Omitted Variable Bias in Differential Item Functioning Assessment

Hsiu-Yi Chao, Chi-Chen Chen, Chung-Ping Cheng, Jyun-Hong Chen

Differential item functioning (DIF) assessment has been widely applied for decades to ensure test fairness in routine item analysis. However, few studies have investigated, or even noticed, omitted variable bias (OVB) while assessing DIF. As a result, the estimation of DIF effects may not be unbiased, resulting in inflated type I error rates and/or deflated power rates of DIF assessment. In testing practices, test practitioners may, therefore, wrongly identify inequality among grouping variables and revise the flagged DIF items based on misleading information. To overcome these problems, two issues were addressed in detail in this study. The first issue is the robustness of the original method (i.e., assessing DIF without considering confounding variables) to OVB, which was examined by evaluating the impact of ignoring OVB in DIF assessment.

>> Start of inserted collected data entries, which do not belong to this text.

//! Autoplay - flaps on the player's behalf
//!
//! Purely reactive: looks at the nearest obstacle ahead and flaps when the
//! bird has sunk too far into its gap. The cooldown runs on wall-clock time,
//! not ticks, so the flap cadence does not change with frame rate.

use super::obstacles::ObstacleField;
use super::state::Actor;
use crate::tuning::Tuning;

/// Decide whether to flap now
///
/// `now_ms` and `last_flap_ms` are wall-clock milliseconds. Nothing here
/// depends on the tick counter.
pub fn should_flap(
    actor: &Actor,
    field: &ObstacleField,
    tuning: &Tuning,
    now_ms: f64,
    last_flap_ms: f64,
) -> bool {
    let Some(next) = field.next_ahead(actor.left(), tuning.obstacle_width) else {
        return false;
    };
    let threshold = next.gap_top + tuning.gap_size * tuning.autoplay_gap_fraction;
    actor.top() > threshold && now_ms - last_flap_ms > tuning.autoplay_cooldown_ms
}

/// Autoplay toggle plus the time of its last flap
#[derive(Debug, Clone, Default, PartialEq)]
pub struct Autopilot {
    pub enabled: bool,
    /// Wall-clock time of the last synthetic flap (ms)
    pub last_flap_ms: f64,
}

impl Autopilot {
    /// Flip the toggle, returning the new value
    pub fn toggle(&mut self) -> bool {
        self.enabled = !self.enabled;
        self.enabled
    }

    /// Returns true if a flap should be applied this tick, and starts the
    /// cooldown when it is
    pub fn poll(&mut self, actor: &Actor, field: &ObstacleField, tuning: &Tuning, now_ms: f64) -> bool {
        if !self.enabled {
            return false;
        }
        if should_flap(actor, field, tuning, now_ms, self.last_flap_ms) {
            self.last_flap_ms = now_ms;
            true
        } else {
            false
        }
    }
}

#[cfg(test)]
mod tests {
    use super::*;
    use crate::sim::state::Obstacle;

    /// One obstacle ahead of the bird; with gap_top 200 the threshold is 260
    fn field_with_gap_at(gap_top: f32) -> ObstacleField {
        ObstacleField::from_ordered([Obstacle { x: 200.0, gap_top }])
    }

    #[test]
    fn test_targets_nearest_obstacle_ahead() {
        let tuning = Tuning::default();
        // First obstacle is already behind the bird (right edge 40 < 50)
        let field = ObstacleField::from_ordered([
            Obstacle { x: -12.0, gap_top: 400.0 },
            Obstacle { x: 150.0, gap_top: 100.0 },
            Obstacle { x: 300.0, gap_top: 400.0 },
        ]);
        // 170 is below 100 + 60 but above 400 + 60
        assert!(should_flap(&actor_at(170.0), &field, &tuning, 1_000.0, 0.0));
    }

    fn actor_at(y: f32) -> Actor {
        let mut actor = Actor::spawn(&Tuning::default());
        actor.pos.y = y;
        actor
    }

    #[test]
    fn test_no_obstacles_no_flap() {
        let tuning = Tuning::default();
        let field = ObstacleField::new();
        assert!(!should_flap(&actor_at(500.0), &field, &tuning, 10_000.0, 0.0));
    }

    #[test]
    fn test_flaps_below_threshold() {
        let tuning = Tuning::default();
        let field = field_with_gap_at(200.0);
        assert!(should_flap(&actor_at(261.0), &field, &tuning, 1_000.0, 0.0));
        assert!(!should_flap(&actor_at(260.0), &field, &tuning, 1_000.0, 0.0));
        assert!(!should_flap(&actor_at(150.0), &field, &tuning, 1_000.0, 0.0));
    }

    #[test]
    fn test_cooldown_is_wall_clock() {
        let tuning = Tuning::default();
        let field = field_with_gap_at(200.0);
        let actor = actor_at(290.0);
        assert!(!should_flap(&actor, &field, &tuning, 1_150.0, 1_000.0));
        assert!(should_flap(&actor, &field, &tuning, 1_150.5, 1_000.0));
    }

    #[test]
    fn test_poll_respects_toggle_and_cooldown() {
        let tuning = Tuning::default();
        let field = field_with_gap_at(200.0);
        let actor = actor_at(290.0);
        let mut pilot = Autopilot::default();

        assert!(!pilot.poll(&actor, &field, &tuning, 1_000.0));
        assert!(pilot.toggle());

        assert!(pilot.poll(&actor, &field, &tuning, 1_000.0));
        assert_eq!(pilot.last_flap_ms, 1_000.0);
        // Many frames inside the window: no second flap
        for i in 1..=9 {
            assert!(!pilot.poll(&actor, &field, &tuning, 1_000.0 + i as f64 * 16.0));
        }
        assert!(pilot.poll(&actor, &field, &tuning, 1_160.0));
        assert!(!pilot.toggle());
    }
}
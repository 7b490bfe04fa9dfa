//! Headless surface: logs frames instead of drawing them

use super::{FrameView, RenderSurface};
use crate::sim::GamePhase;

/// Counts presented frames and logs each one at trace level
#[derive(Debug, Default)]
pub struct TraceSurface {
    pub frames: u64,
    pub last_score: u64,
    pub last_phase: Option<GamePhase>,
}

impl TraceSurface {
    pub fn new() -> Self {
        Self::default()
    }
}

impl RenderSurface for TraceSurface {
    fn present(&mut self, frame: &FrameView<'_>) {
        self.frames += 1;
        self.last_score = frame.score;
        self.last_phase = Some(frame.phase);
        log::trace!(
            "frame {}: bird y={:.2} vel={:.2} wing={} obstacles={} score={} {:?}",
            self.frames,
            frame.actor.pos.y,
            frame.actor.vel,
            frame.anim_frame,
            frame.obstacles.len(),
            frame.score,
            frame.phase
        );
    }
}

The second issue occurs when the controlled method (i.e., including all grouping variables) encounters the so-called trade-off between bias and inefficiency while assessing DIF. To address this issue, the backward scale purification (BSP) procedure was applied to the controlled method to improve the performance of DIF assessment. Accordingly, three interrelated studies were conducted. In Study 1, type I error rates for the original and controlled methods in DIF assessment were investigated. The results indicated that the controlled method can well control type I error rates under all conditions. In contrast, the original method lost control of type I error rates when confounding variables exhibited DIF and the correlation among grouping variables was high (i.e., greater than or equal to .2). In Study 2, type II error rates of the controlled method were investigated. In comparison to the true model, the results indicated that the type II error rates of the controlled method increased as the number of confounding variables decreased and the correlation among grouping variables increased. This result manifests the trade-off between bias and inefficiency when adding additional variables to the model. In Study 3, the BSP was applied to the controlled method to reduce the type II error rates. The results indicated that BSP can effectively control type I error rates while maintaining acceptable power rates. In summary, the controlled method with BSP appears promising for helping test practitioners deal with OVB in DIF assessment, thereby ensuring fairness and validity in testing practices.